[Collected data entries]
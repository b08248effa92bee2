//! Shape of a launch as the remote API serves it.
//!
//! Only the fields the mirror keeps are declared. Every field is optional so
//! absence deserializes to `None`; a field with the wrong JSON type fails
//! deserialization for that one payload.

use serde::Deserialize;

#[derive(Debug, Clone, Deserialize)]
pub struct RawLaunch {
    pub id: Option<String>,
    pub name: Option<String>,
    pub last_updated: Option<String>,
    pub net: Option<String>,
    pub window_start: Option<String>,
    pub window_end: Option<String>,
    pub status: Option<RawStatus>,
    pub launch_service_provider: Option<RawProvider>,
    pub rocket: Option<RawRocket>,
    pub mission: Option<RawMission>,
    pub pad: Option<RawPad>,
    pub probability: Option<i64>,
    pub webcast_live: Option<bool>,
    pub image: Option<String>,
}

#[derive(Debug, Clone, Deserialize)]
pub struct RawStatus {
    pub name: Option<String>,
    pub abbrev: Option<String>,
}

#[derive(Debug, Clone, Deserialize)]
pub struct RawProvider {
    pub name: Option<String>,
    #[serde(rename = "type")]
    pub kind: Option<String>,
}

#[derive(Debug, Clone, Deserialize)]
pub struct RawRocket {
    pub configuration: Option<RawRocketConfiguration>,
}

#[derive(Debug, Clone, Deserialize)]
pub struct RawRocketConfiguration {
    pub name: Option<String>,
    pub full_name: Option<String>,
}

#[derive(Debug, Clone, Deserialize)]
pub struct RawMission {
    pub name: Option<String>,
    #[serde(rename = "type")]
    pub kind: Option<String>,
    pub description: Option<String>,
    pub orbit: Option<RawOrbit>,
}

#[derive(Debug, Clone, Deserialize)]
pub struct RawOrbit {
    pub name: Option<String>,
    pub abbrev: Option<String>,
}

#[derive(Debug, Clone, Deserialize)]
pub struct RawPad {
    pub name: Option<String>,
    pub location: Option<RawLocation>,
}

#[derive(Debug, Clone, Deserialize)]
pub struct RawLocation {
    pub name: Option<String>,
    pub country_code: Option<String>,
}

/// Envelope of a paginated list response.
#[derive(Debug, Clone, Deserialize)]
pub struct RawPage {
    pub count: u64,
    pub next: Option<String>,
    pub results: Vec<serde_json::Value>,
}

==

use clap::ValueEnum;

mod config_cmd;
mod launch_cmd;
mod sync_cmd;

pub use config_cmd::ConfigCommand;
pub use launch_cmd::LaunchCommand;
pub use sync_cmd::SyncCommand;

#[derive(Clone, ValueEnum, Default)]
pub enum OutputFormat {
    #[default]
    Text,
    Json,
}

What the task requires ::
Please give the number of lines above that hold the word "RawProvider", and only that number.

Solution below ::
2